目下のところポーランドの大都市では、パデレフスキにちなんで通りの名前が付けられている。ニュージャージー州パースアンボイの通りも、パデレフスキを称えてつけられた。ちなみに、ポズナニ音楽アカデミーの名もパデレフスキにちなんでいる。
ピアニストとしては一大巨頭であるパデレフスキも、作曲活動では全く振るわなかった。例外的に「パデレフスキのメヌエット[7]」として知られる6つの演奏会用ユモレスクの第1曲「メヌエット」は演奏も平易であること、親しみやすい旋律からピアノ発表会などの曲目として人気がある。近年は、日本人によるピアノソナタの録音がなされるなど、メヌエット以外の曲も再評価が進んでいる。
その振るわなかった作曲活動も「後期ロマン派から近代の橋渡しとしては成功した」という見解もある一方、「盛期ロマン派から現代音楽の黎明期までを作曲家として活動するのは非常に困難だったから演奏家に転じた」という見解もある。同時代を生きて同類の失敗をした作曲家にツェムリンスキーがおり、似た評価を受けている。

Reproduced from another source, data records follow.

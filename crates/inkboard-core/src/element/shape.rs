//! Geometric shape element.

use super::ElementId;
use crate::color::Rgba;
use crate::geometry;
use kurbo::{Point, Rect, Size};
use serde::{Deserialize, Serialize};
use uuid::Uuid;

/// The geometric shapes a drag can produce.
#[derive(Debug, Clone, Copy, PartialEq, Eq, Hash, Default, Serialize, Deserialize)]
#[serde(rename_all = "lowercase")]
pub enum ShapeKind {
    Line,
    #[default]
    Rectangle,
    Ellipse,
    Arrow,
}

/// A shape anchored at `origin` with a signed `size`.
///
/// Width and height may be negative, encoding the drag direction; geometry
/// queries work on the standardized (normalized) rectangle.
#[derive(Debug, Clone, PartialEq, Serialize, Deserialize)]
#[serde(rename_all = "camelCase")]
pub struct Shape {
    pub(crate) id: ElementId,
    pub kind: ShapeKind,
    pub origin: Point,
    pub size: Size,
    pub color: Rgba,
    pub line_width: f64,
    pub is_filled: bool,
}

impl Shape {
    pub fn new(kind: ShapeKind, origin: Point) -> Self {
        Self {
            id: Uuid::new_v4(),
            kind,
            origin,
            size: Size::ZERO,
            color: Rgba::WHITE,
            line_width: 3.0,
            is_filled: false,
        }
    }

    pub fn id(&self) -> ElementId {
        self.id
    }

    /// The far corner of the drag, `origin + size`.
    pub fn end_point(&self) -> Point {
        self.origin + self.size.to_vec2()
    }

    /// The standardized rectangle spanned by origin and size.
    pub fn rect(&self) -> Rect {
        geometry::standardized_rect(self.origin, self.size)
    }

    /// Standardized rectangle outset by the line width on all sides.
    pub fn bounding_rect(&self) -> Rect {
        self.rect().inflate(self.line_width, self.line_width)
    }
}

impl Default for Shape {
    fn default() -> Self {
        Self::new(ShapeKind::default(), Point::ZERO)
    }
}
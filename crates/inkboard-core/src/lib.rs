//! Inkboard Core Library
//!
//! Platform-agnostic data structures and logic for the Inkboard whiteboard:
//! the element model, pages and documents, undo/redo history, hit-testing,
//! tool state, in-progress interaction state, and persistence.

pub mod board;
pub mod color;
pub mod element;
pub mod geometry;
pub mod interaction;
pub mod page;
pub mod storage;
pub mod tools;
pub mod trail;

pub use board::{Whiteboard, DEFAULT_ERASER_RADIUS};
pub use color::Rgba;
pub use element::{Element, ElementId, Shape, ShapeKind, Stroke, StrokePoint, Text};
pub use hit_test::{hit_test, DEFAULT_HIT_TOLERANCE};
pub use interaction::InteractionState;
pub use page::{Document, Page};
pub use tools::{Tool, ToolSettings};
pub use trail::{PointerTrail, TrailPoint, REPAINT_INTERVAL, TRAIL_LIFETIME};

瀧廉太郎は、パデレフスキの演奏をライブで聴いた初めての日本人らしい。1901年11月17日鈴木毅一宛書簡には「先日 当今欧州にて非常に有名なるピヤニストPaderewsky(パデレウスキー)を聴き申候 さすが上手なりされど驚く程の音楽者ならず Chopinをひく事一番上手なり Beethovenをひく事まづし大ピヤニストでハなく良きピヤニストなり」とあった。滝廉太郎の「Beethovenをひく事まづし」と記された感想から36年後、ベートーヴェンの月光ソナタを放送リサイタルで披露している[9]。放送リサイタルでは、パデレフスキが自分で用意した即興演奏の後に、月光ソナタを続けて弾いている。
野村あらえびすは「演奏は巨人的な見事さであったが、作曲は華麗で外面的であまり良いものはない。」と評している[10]。
中村紘子の著書『ピアニストという蛮族がいる』では、晩年のパデレフスキの演奏がダメになったという記述が見られる。1936年に白黒フィルムでパデレフスキの演奏が遺されているが、指の速度が確かに落ちていても風格のあるアゴーギクや美しいタッチは衰えはない。その演奏後は全ての聴衆がスタンディングで拍手を捧げており、彼の人気と名声の大きさが窺える。ただし、この映像は映画『Moonlight Sonata』(邦題『月光の曲』、(1937年)のワンシーンとして撮影されたものなので、観客の反応などは演出されたものである可能性は高い。なお、宮城道雄は日本封切時にこの映画に接しており、随筆[11]の中でパデレフスキの演奏を絶賛している。
一方、政治家としてのパデレフスキの評価は、丸山眞男が平凡社『政治学事典』の中で、「パデレフスキーのように、なんら政治的資質と関係のない声望…だけでリーダーシップの地位にのしあがることもおこりうる」として挙げているが、ただし、ここでの丸山はパデレフスキの一連の政治キャリアを知ってか知らずか完全に無視しており、まったく言及していない。パデレフスキはSP録音時の伝聞情報(よくあるものに「作曲とピアノどちらも大したことがなかった」「三つしかなかったピアノ・コンチェルトを一日10時間以上練習して2桁にした」「晩年の演奏はだめだった」「校訂も主観が多い」など)が多くの日本人に広まってしまい、パデレフスキ研究に基づいた正確な事実関係が、現代の日本にも広まっているとは言い難い。
パデレフスキのSP録音は日本でも当時から入手でき、プロアマ問わず高い人気を誇っていた。
2016年、日本パデレフスキ協会が設立された。